After being informed by a Sandel sales rep., Jeff Penfield, of the gist of Sandel's willingness to pay for ideas, Cole, a San Antonio nurse, submitted an idea related to Sandel's TIME OUT products, which help remind medical professionals to double check that they have the right patient, the right procedure, the right -- that is, correct -- limb, organ, etc. before proceeding. The form on which she submitted her idea -- basically a bright orange TIME OUT warning sign -- contained the following terms:
I do not give any rights in my submission to Sandel Medical Industries L.L.C.(SMI). Any rights in my submission may be givento SMI only in a future agreement between SMI and myself.
I agree not to reveal my submission (verbally or in writing) to anyone other than SMI, for one year from the date of this agreement.
SMI agrees not to use, sell, or disclose to others, any of the submitter’s information provided above. SMI accepts this submission only for evaluation. SMI and submitter shall have no further obligations to each other, unless a seperate [sic] agreement is entered into.
One year after telling Cole that it was not going to pursue her idea, Sandel began marketing an orange TIME OUT surgical towel that it later acknowledged was the product of Cole's suggestion. Still later, Sandel claimed that it was also paying someone else for the idea and was only offering Cole a contract to maintain good relations with submitters. Sandel offered Cole its standard compensation agreement. She made a counteroffer, which Sandel rejected, and she then sued seeking $10 million for breach of contract and fraud.
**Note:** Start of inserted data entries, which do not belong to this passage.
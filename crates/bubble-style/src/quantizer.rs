#![forbid(unsafe_code)]

//! Fill and text color resolution for chart nodes.
//!
//! Two quantize scales share one domain: fill colors from the palette and
//! companion text colors. Selected nodes bypass the scales for whichever
//! override colors are configured.

use crate::color::Color;
use crate::legend::{DEFAULT_TEXT_COLOR, LegendEntry, LegendItem, format_extent};
use crate::scale::{Domain, QuantizeScale};

/// Colors resolved for one node.
#[derive(Debug, Clone, PartialEq, Eq)]
pub struct NodeColors {
    /// Circle fill.
    pub fill: Color,
    /// Label color.
    pub text: Color,
}

/// Builds the fill and text scales for one update cycle.
#[derive(Debug, Clone, PartialEq)]
pub struct ColorQuantizer {
    fill: QuantizeScale<Color>,
    text: QuantizeScale<Color>,
    labels: Vec<Option<String>>,
    selected_fill: Option<Color>,
    selected_text: Option<Color>,
}

impl ColorQuantizer {
    /// Create a quantizer over `domain`.
    ///
    /// An empty `entries` slice falls back to the built-in palette.
    #[must_use]
    pub fn new(entries: &[LegendEntry], domain: Domain) -> Self {
        let palette;
        let entries = if entries.is_empty() {
            palette = LegendEntry::default_palette();
            palette.as_slice()
        } else {
            entries
        };
        Self {
            fill: QuantizeScale::new(domain, entries.iter().map(|e| e.color().clone()).collect()),
            text: QuantizeScale::new(domain, entries.iter().map(LegendEntry::text_color).collect()),
            labels: entries.iter().map(|e| e.text().map(str::to_string)).collect(),
            selected_fill: None,
            selected_text: None,
        }
    }

    /// Override colors for selected nodes (builder). Each is independent.
    #[must_use]
    pub fn with_selected(mut self, fill: Option<Color>, text: Option<Color>) -> Self {
        self.selected_fill = fill;
        self.selected_text = text;
        self
    }

    /// The shared domain.
    #[must_use]
    pub fn domain(&self) -> Domain {
        self.fill.domain()
    }

    /// Number of buckets.
    #[must_use]
    pub fn buckets(&self) -> usize {
        self.fill.len()
    }

    /// Bucket of a node. Nodes without a color value use bucket 0.
    #[must_use]
    pub fn bucket(&self, color_value: Option<f64>) -> usize {
        color_value.map_or(0, |v| self.fill.bucket(v))
    }

    /// Resolve the fill and text colors of a node.
    #[must_use]
    pub fn resolve(&self, color_value: Option<f64>, selected: bool) -> NodeColors {
        let bucket = self.bucket(color_value);
        let quantized_fill = || self.fill.get(bucket).cloned().unwrap_or(DEFAULT_TEXT_COLOR);
        let quantized_text = || self.text.get(bucket).cloned().unwrap_or(DEFAULT_TEXT_COLOR);
        let (fill, text) = if selected {
            (
                self.selected_fill.clone().unwrap_or_else(quantized_fill),
                self.selected_text.clone().unwrap_or_else(quantized_text),
            )
        } else {
            (quantized_fill(), quantized_text())
        };
        NodeColors { fill, text }
    }

    /// Legend rows, one per bucket, in bucket order.
    #[must_use]
    pub fn legend_items(&self) -> Vec<LegendItem> {
        (0..self.buckets())
            .filter_map(|i| {
                let extent = self.fill.bucket_extent(i)?;
                let label = match self.labels.get(i) {
                    Some(Some(text)) => text.clone(),
                    _ => format_extent(extent),
                };
                Some(LegendItem {
                    color: self.fill.get(i)?.clone(),
                    text_color: self.text.get(i)?.clone(),
                    label,
                    extent,
                })
            })
            .collect()
    }
}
Affirming the District Court's dismissal of the case, the Fifth Circuit found that the internet form on which Cole submitted her idea constituted nothing more than an unenforceable agreement to agree, as it lacked a price term. The Fifth Circuit rejected Cole's alternative argument that Penfield had made an offer when he told her of Sandel's reimbursement policy which she had accepted by submitting her idea. The Court reasoned that this offer, if such it was, was revoked by the internet submission form, which the Court construed as as superseding offer.